THE PROBLEM:
Please return each entry in the listing exactly.
━━ DATA SHOWN
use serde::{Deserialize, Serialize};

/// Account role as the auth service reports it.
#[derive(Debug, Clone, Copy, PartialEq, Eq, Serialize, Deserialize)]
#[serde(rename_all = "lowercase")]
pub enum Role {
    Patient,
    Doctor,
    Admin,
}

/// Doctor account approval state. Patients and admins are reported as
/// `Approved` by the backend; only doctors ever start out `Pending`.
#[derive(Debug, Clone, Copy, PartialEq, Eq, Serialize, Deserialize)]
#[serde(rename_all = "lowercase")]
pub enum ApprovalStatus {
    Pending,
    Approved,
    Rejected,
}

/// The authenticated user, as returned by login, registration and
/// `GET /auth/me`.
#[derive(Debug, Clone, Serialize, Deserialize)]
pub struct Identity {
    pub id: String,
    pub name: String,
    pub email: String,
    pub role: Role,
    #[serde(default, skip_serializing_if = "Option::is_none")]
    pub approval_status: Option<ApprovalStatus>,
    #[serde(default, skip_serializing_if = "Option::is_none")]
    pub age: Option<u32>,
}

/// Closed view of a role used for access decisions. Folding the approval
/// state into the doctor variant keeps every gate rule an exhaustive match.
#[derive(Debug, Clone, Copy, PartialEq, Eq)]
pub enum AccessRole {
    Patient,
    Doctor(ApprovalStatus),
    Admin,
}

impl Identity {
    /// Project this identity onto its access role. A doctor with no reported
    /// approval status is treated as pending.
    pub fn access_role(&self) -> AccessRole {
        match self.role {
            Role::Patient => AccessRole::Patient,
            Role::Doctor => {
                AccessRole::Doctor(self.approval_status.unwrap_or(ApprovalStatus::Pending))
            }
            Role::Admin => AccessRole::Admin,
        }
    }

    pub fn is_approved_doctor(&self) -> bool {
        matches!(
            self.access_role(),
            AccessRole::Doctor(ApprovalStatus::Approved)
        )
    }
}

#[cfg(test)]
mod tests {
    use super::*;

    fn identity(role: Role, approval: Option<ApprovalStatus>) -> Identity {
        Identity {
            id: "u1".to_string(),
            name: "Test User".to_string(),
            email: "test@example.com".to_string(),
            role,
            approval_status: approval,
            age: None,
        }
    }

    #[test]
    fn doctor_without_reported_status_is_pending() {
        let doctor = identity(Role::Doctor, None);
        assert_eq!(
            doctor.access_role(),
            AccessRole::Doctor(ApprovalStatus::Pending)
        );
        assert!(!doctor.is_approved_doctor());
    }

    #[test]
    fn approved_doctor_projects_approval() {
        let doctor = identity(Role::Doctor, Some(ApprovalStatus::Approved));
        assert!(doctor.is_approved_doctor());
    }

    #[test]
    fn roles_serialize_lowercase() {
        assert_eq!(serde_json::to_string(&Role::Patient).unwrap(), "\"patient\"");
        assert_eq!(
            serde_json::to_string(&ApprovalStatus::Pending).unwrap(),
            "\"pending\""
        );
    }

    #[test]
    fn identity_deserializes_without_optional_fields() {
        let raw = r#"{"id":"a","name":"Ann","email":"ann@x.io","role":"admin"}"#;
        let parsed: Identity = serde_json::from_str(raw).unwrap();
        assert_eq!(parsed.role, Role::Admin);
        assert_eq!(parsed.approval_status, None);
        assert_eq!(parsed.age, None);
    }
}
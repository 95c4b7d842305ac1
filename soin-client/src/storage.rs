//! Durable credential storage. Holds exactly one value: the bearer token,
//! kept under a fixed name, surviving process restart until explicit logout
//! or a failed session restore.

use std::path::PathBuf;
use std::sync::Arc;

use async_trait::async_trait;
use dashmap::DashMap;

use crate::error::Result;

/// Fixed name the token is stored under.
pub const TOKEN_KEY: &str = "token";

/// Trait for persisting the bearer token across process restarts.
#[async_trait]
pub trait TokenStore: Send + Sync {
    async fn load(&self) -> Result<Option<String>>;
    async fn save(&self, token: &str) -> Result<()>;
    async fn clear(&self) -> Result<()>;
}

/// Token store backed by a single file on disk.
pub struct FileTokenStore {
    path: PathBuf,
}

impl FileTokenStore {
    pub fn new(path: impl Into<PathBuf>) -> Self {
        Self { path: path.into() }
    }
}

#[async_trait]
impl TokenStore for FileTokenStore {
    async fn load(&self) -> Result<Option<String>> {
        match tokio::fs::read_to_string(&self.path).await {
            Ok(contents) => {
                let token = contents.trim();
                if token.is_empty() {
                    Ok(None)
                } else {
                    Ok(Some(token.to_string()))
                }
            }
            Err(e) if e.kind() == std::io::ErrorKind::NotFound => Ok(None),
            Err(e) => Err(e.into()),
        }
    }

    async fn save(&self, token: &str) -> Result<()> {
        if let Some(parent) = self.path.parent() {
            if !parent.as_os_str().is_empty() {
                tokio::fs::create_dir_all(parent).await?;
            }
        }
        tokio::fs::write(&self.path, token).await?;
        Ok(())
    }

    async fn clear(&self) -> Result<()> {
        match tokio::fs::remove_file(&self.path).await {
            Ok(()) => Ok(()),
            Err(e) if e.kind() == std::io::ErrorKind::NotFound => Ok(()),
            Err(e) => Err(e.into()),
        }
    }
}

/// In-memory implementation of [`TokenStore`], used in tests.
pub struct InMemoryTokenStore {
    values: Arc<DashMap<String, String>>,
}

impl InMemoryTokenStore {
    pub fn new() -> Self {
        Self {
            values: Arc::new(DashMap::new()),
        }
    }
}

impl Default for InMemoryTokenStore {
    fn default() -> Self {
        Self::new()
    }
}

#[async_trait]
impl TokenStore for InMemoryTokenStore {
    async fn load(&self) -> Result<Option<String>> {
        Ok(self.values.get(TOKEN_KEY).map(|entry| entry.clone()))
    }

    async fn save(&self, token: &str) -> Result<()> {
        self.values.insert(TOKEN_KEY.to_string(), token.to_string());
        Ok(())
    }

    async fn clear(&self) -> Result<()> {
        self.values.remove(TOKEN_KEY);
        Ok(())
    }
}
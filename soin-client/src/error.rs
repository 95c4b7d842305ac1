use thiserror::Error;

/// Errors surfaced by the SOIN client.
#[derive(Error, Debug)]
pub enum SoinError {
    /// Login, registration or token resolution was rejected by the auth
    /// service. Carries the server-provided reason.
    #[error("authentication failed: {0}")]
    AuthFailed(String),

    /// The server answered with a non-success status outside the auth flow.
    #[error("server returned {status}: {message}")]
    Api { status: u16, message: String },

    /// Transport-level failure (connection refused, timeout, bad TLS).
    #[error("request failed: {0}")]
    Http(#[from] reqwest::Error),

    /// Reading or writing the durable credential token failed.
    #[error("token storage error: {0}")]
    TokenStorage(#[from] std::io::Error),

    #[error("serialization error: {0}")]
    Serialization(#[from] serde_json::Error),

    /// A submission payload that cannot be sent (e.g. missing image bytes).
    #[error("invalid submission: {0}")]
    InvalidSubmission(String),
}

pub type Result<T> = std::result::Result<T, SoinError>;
━━━━
EXERCISE RESULT:
use serde::{Deserialize, Serialize};

/// Account role as the auth service reports it.
#[derive(Debug, Clone, Copy, PartialEq, Eq, Serialize, Deserialize)]
#[serde(rename_all = "lowercase")]
pub enum Role {
    Patient,
    Doctor,
    Admin,
}

/// Doctor account approval state. Patients and admins are reported as
/// `Approved` by the backend; only doctors ever start out `Pending`.
#[derive(Debug, Clone, Copy, PartialEq, Eq, Serialize, Deserialize)]
#[serde(rename_all = "lowercase")]
pub enum ApprovalStatus {
    Pending,
    Approved,
    Rejected,
}

/// The authenticated user, as returned by login, registration and
/// `GET /auth/me`.
#[derive(Debug, Clone, Serialize, Deserialize)]
pub struct Identity {
    pub id: String,
    pub name: String,
    pub email: String,
    pub role: Role,
    #[serde(default, skip_serializing_if = "Option::is_none")]
    pub approval_status: Option<ApprovalStatus>,
    #[serde(default, skip_serializing_if = "Option::is_none")]
    pub age: Option<u32>,
}

/// Closed view of a role used for access decisions. Folding the approval
/// state into the doctor variant keeps every gate rule an exhaustive match.
#[derive(Debug, Clone, Copy, PartialEq, Eq)]
pub enum AccessRole {
    Patient,
    Doctor(ApprovalStatus),
    Admin,
}

impl Identity {
    /// Project this identity onto its access role. A doctor with no reported
    /// approval status is treated as pending.
    pub fn access_role(&self) -> AccessRole {
        match self.role {
            Role::Patient => AccessRole::Patient,
            Role::Doctor => {
                AccessRole::Doctor(self.approval_status.unwrap_or(ApprovalStatus::Pending))
            }
            Role::Admin => AccessRole::Admin,
        }
    }

    pub fn is_approved_doctor(&self) -> bool {
        matches!(
            self.access_role(),
            AccessRole::Doctor(ApprovalStatus::Approved)
        )
    }
}

#[cfg(test)]
mod tests {
    use super::*;

    fn identity(role: Role, approval: Option<ApprovalStatus>) -> Identity {
        Identity {
            id: "u1".to_string(),
            name: "Test User".to_string(),
            email: "test@example.com".to_string(),
            role,
            approval_status: approval,
            age: None,
        }
    }

    #[test]
    fn doctor_without_reported_status_is_pending() {
        let doctor = identity(Role::Doctor, None);
        assert_eq!(
            doctor.access_role(),
            AccessRole::Doctor(ApprovalStatus::Pending)
        );
        assert!(!doctor.is_approved_doctor());
    }

    #[test]
    fn approved_doctor_projects_approval() {
        let doctor = identity(Role::Doctor, Some(ApprovalStatus::Approved));
        assert!(doctor.is_approved_doctor());
    }

    #[test]
    fn roles_serialize_lowercase() {
        assert_eq!(serde_json::to_string(&Role::Patient).unwrap(), "\"patient\"");
        assert_eq!(
            serde_json::to_string(&ApprovalStatus::Pending).unwrap(),
            "\"pending\""
        );
    }

    #[test]
    fn identity_deserializes_without_optional_fields() {
        let raw = r#"{"id":"a","name":"Ann","email":"ann@x.io","role":"admin"}"#;
        let parsed: Identity = serde_json::from_str(raw).unwrap();
        assert_eq!(parsed.role, Role::Admin);
        assert_eq!(parsed.approval_status, None);
        assert_eq!(parsed.age, None);
    }
}
repository 95c4b7d842305ac1
filename soin-client/src/storage.rs
//! Durable credential storage. Holds exactly one value: the bearer token,
//! kept under a fixed name, surviving process restart until explicit logout
//! or a failed session restore.

use std::path::PathBuf;
use std::sync::Arc;

use async_trait::async_trait;
use dashmap::DashMap;

use crate::error::Result;

/// Fixed name the token is stored under.
pub const TOKEN_KEY: &str = "token";

/// Trait for persisting the bearer token across process restarts.
#[async_trait]
pub trait TokenStore: Send + Sync {
    async fn load(&self) -> Result<Option<String>>;
    async fn save(&self, token: &str) -> Result<()>;
    async fn clear(&self) -> Result<()>;
}

/// Token store backed by a single file on disk.
pub struct FileTokenStore {
    path: PathBuf,
}

impl FileTokenStore {
    pub fn new(path: impl Into<PathBuf>) -> Self {
        Self { path: path.into() }
    }
}

#[async_trait]
impl TokenStore for FileTokenStore {
    async fn load(&self) -> Result<Option<String>> {
        match tokio::fs::read_to_string(&self.path).await {
            Ok(contents) => {
                let token = contents.trim();
                if token.is_empty() {
                    Ok(None)
                } else {
                    Ok(Some(token.to_string()))
                }
            }
            Err(e) if e.kind() == std::io::ErrorKind::NotFound => Ok(None),
            Err(e) => Err(e.into()),
        }
    }

    async fn save(&self, token: &str) -> Result<()> {
        if let Some(parent) = self.path.parent() {
            if !parent.as_os_str().is_empty() {
                tokio::fs::create_dir_all(parent).await?;
            }
        }
        tokio::fs::write(&self.path, token).await?;
        Ok(())
    }

    async fn clear(&self) -> Result<()> {
        match tokio::fs::remove_file(&self.path).await {
            Ok(()) => Ok(()),
            Err(e) if e.kind() == std::io::ErrorKind::NotFound => Ok(()),
            Err(e) => Err(e.into()),
        }
    }
}

/// In-memory implementation of [`TokenStore`], used in tests.
pub struct InMemoryTokenStore {
    values: Arc<DashMap<String, String>>,
}

impl InMemoryTokenStore {
    pub fn new() -> Self {
        Self {
            values: Arc::new(DashMap::new()),
        }
    }
}

impl Default for InMemoryTokenStore {
    fn default() -> Self {
        Self::new()
    }
}

#[async_trait]
impl TokenStore for InMemoryTokenStore {
    async fn load(&self) -> Result<Option<String>> {
        Ok(self.values.get(TOKEN_KEY).map(|entry| entry.clone()))
    }

    async fn save(&self, token: &str) -> Result<()> {
        self.values.insert(TOKEN_KEY.to_string(), token.to_string());
        Ok(())
    }

    async fn clear(&self) -> Result<()> {
        self.values.remove(TOKEN_KEY);
        Ok(())
    }
}
filename soin-client/src/error.rs
repository 95c4b7d842305ac1
use thiserror::Error;

/// Errors surfaced by the SOIN client.
#[derive(Error, Debug)]
pub enum SoinError {
    /// Login, registration or token resolution was rejected by the auth
    /// service. Carries the server-provided reason.
    #[error("authentication failed: {0}")]
    AuthFailed(String),

    /// The server answered with a non-success status outside the auth flow.
    #[error("server returned {status}: {message}")]
    Api { status: u16, message: String },

    /// Transport-level failure (connection refused, timeout, bad TLS).
    #[error("request failed: {0}")]
    Http(#[from] reqwest::Error),

    /// Reading or writing the durable credential token failed.
    #[error("token storage error: {0}")]
    TokenStorage(#[from] std::io::Error),

    #[error("serialization error: {0}")]
    Serialization(#[from] serde_json::Error),

    /// A submission payload that cannot be sent (e.g. missing image bytes).
    #[error("invalid submission: {0}")]
    InvalidSubmission(String),
}

pub type Result<T> = std::result::Result<T, SoinError>;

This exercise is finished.